# Task objective
The material below holds a span beginning at the line with "bind a second" and ending at the line with "const AGGREGATE_UNITS: [&str;". Quote that span exactly, both ends included, and only that span.

##############################

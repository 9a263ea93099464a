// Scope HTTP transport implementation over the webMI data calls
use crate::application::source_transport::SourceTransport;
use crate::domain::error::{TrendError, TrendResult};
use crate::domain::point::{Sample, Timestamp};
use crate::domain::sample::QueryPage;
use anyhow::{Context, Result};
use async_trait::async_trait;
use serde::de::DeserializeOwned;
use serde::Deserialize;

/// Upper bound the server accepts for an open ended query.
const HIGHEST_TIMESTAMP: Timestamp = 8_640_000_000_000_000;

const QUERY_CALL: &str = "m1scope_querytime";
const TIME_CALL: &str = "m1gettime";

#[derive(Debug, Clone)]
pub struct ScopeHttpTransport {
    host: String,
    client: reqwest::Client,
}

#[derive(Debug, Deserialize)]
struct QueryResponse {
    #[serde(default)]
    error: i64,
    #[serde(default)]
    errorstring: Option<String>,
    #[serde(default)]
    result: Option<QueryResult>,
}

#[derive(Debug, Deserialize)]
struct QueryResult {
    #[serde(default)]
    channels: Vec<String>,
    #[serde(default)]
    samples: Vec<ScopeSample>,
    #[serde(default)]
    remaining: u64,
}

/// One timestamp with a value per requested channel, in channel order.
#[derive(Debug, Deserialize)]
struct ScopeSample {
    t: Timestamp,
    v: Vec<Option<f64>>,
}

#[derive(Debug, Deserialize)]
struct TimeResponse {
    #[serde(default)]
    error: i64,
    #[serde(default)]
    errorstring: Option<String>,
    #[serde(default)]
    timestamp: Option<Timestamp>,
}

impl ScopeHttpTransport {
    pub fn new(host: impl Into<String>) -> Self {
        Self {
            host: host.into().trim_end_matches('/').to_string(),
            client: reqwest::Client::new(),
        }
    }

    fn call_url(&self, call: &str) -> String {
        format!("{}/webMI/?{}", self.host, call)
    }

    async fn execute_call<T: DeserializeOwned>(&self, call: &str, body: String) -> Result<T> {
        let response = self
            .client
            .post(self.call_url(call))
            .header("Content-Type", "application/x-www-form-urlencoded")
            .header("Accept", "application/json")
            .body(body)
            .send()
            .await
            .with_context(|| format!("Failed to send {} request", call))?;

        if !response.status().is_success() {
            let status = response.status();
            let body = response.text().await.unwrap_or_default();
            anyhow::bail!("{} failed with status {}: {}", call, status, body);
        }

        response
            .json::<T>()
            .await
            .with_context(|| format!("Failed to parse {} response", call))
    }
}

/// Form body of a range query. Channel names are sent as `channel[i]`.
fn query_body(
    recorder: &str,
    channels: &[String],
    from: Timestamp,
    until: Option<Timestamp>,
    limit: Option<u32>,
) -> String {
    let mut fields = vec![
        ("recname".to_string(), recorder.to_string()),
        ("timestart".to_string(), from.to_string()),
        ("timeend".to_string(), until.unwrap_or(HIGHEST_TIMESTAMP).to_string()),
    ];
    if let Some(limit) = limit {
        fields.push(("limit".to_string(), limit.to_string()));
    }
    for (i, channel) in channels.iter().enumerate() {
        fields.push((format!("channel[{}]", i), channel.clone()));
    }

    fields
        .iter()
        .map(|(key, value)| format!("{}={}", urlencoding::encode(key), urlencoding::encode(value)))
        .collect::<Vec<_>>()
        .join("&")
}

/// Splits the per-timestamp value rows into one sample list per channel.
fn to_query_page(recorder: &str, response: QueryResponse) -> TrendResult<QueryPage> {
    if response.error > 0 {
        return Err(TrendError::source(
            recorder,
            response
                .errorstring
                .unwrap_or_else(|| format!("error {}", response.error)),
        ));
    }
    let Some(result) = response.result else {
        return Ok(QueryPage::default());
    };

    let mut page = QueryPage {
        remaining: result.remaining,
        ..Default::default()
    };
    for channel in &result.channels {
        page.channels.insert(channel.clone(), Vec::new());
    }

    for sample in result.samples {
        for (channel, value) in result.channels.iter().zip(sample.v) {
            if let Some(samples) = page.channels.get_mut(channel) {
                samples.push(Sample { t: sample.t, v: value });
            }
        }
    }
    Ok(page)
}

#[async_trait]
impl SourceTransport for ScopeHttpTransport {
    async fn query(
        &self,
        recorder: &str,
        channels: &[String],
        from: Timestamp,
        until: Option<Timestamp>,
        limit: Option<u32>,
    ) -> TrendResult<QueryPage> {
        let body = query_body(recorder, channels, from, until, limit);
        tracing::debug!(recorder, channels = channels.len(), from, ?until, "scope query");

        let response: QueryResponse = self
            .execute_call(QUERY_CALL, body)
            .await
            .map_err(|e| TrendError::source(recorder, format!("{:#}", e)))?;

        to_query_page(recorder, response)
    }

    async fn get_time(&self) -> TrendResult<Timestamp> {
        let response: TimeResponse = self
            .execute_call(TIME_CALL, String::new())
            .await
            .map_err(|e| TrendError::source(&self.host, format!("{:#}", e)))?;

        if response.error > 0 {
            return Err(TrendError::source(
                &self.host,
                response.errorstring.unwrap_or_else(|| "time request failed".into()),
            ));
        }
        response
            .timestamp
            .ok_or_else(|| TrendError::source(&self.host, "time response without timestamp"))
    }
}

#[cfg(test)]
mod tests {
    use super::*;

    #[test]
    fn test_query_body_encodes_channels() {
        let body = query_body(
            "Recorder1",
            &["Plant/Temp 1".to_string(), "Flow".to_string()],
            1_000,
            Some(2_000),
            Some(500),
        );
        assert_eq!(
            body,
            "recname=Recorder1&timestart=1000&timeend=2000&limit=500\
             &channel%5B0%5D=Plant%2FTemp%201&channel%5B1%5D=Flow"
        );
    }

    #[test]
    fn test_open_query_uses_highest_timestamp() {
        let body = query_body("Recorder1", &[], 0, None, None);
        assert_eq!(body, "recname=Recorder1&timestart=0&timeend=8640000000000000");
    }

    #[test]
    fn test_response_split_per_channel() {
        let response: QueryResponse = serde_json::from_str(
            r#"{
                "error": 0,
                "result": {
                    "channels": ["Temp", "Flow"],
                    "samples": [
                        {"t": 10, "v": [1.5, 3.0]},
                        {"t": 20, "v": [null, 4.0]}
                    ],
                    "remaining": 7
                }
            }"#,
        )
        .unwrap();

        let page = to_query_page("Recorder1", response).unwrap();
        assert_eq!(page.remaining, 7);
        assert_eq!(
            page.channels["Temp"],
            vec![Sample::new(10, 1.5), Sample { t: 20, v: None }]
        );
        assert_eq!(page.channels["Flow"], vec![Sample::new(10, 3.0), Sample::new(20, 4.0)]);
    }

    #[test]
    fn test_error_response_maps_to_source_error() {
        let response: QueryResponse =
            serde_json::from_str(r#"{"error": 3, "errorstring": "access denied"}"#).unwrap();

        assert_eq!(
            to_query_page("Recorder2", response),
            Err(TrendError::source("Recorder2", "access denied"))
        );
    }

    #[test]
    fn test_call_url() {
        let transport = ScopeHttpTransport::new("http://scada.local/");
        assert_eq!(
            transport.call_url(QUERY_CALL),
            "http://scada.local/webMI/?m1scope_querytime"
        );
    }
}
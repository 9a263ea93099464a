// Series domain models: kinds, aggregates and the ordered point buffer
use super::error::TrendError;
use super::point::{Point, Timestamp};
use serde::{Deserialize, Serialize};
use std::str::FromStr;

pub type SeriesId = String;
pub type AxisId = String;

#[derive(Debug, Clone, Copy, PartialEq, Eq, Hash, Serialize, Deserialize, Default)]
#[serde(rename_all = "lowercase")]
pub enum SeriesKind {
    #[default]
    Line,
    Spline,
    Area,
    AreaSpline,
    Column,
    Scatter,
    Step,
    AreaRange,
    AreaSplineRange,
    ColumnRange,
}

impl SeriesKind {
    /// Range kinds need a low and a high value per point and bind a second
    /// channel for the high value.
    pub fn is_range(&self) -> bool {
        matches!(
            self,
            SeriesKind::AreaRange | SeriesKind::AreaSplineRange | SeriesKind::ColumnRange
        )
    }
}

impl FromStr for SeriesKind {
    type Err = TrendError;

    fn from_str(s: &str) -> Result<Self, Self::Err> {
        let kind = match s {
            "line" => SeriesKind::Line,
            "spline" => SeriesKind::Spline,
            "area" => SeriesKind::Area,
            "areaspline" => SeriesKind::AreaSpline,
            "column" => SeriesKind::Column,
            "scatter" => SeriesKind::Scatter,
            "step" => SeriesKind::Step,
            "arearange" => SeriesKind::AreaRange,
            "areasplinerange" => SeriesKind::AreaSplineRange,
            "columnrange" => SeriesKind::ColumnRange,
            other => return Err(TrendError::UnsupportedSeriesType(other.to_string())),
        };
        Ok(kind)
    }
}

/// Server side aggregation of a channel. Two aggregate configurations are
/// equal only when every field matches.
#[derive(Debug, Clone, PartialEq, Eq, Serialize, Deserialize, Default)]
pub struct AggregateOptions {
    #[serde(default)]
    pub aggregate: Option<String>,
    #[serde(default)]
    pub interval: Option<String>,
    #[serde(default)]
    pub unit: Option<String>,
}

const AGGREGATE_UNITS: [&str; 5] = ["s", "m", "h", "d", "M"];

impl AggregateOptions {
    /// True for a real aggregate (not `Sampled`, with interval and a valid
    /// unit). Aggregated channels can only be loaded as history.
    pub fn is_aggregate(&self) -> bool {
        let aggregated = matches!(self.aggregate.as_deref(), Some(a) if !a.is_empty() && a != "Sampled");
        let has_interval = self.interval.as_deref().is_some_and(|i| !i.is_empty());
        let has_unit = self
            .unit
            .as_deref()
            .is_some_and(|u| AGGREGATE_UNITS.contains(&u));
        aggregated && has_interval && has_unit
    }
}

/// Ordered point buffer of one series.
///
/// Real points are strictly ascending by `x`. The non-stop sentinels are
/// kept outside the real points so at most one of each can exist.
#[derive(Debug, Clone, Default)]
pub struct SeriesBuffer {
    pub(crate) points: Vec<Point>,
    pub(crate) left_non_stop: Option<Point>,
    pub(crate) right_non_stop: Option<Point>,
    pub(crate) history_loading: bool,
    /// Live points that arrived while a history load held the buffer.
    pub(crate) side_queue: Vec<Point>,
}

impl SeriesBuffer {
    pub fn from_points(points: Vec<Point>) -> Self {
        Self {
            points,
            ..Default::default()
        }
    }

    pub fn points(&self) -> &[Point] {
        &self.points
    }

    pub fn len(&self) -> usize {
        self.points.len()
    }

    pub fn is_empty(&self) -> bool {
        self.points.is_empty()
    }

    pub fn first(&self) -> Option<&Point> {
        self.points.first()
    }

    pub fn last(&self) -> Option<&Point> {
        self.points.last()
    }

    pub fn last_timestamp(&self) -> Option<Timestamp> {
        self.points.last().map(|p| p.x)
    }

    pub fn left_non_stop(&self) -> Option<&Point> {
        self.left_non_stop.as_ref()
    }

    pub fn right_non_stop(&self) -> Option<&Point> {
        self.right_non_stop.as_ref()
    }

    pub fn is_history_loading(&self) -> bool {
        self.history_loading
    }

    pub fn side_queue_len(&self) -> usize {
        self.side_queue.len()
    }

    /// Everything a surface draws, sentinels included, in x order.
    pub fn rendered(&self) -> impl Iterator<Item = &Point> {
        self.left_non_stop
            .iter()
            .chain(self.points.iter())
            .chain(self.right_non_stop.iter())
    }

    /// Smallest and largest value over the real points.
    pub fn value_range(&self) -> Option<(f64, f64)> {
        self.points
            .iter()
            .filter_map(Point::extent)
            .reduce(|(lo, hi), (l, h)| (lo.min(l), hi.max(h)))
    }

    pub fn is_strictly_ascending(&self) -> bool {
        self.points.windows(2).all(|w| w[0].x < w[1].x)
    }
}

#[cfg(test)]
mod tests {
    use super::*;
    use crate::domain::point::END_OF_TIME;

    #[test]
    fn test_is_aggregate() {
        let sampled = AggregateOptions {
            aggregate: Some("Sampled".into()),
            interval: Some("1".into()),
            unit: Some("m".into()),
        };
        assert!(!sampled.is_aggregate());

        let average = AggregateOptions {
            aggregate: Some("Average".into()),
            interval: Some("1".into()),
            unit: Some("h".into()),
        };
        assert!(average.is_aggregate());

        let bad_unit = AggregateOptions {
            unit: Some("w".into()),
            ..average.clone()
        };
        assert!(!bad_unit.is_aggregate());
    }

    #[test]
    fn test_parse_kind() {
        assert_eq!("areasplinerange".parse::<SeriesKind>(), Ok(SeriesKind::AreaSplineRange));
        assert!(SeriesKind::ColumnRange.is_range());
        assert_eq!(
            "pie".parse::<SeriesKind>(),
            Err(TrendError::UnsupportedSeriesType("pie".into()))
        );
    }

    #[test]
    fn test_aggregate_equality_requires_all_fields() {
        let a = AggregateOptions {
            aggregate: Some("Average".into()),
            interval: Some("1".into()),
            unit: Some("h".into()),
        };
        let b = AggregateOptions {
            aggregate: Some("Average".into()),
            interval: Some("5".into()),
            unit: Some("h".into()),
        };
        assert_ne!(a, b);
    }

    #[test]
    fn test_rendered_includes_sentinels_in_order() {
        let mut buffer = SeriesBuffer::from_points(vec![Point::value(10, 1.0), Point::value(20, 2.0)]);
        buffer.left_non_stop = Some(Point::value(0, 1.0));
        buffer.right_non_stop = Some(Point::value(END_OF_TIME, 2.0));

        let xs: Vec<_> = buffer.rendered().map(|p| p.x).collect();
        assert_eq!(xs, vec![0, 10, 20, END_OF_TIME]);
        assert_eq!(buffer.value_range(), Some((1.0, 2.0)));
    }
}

##############################

# Answer for this exercise
    /// Range kinds need a low and a high value per point and bind a second
    /// channel for the high value.
    pub fn is_range(&self) -> bool {
        matches!(
            self,
            SeriesKind::AreaRange | SeriesKind::AreaSplineRange | SeriesKind::ColumnRange
        )
    }
}

impl FromStr for SeriesKind {
    type Err = TrendError;

    fn from_str(s: &str) -> Result<Self, Self::Err> {
        let kind = match s {
            "line" => SeriesKind::Line,
            "spline" => SeriesKind::Spline,
            "area" => SeriesKind::Area,
            "areaspline" => SeriesKind::AreaSpline,
            "column" => SeriesKind::Column,
            "scatter" => SeriesKind::Scatter,
            "step" => SeriesKind::Step,
            "arearange" => SeriesKind::AreaRange,
            "areasplinerange" => SeriesKind::AreaSplineRange,
            "columnrange" => SeriesKind::ColumnRange,
            other => return Err(TrendError::UnsupportedSeriesType(other.to_string())),
        };
        Ok(kind)
    }
}

/// Server side aggregation of a channel. Two aggregate configurations are
/// equal only when every field matches.
#[derive(Debug, Clone, PartialEq, Eq, Serialize, Deserialize, Default)]
pub struct AggregateOptions {
    #[serde(default)]
    pub aggregate: Option<String>,
    #[serde(default)]
    pub interval: Option<String>,
    #[serde(default)]
    pub unit: Option<String>,
}

const AGGREGATE_UNITS: [&str; 5] = ["s", "m", "h", "d", "M"];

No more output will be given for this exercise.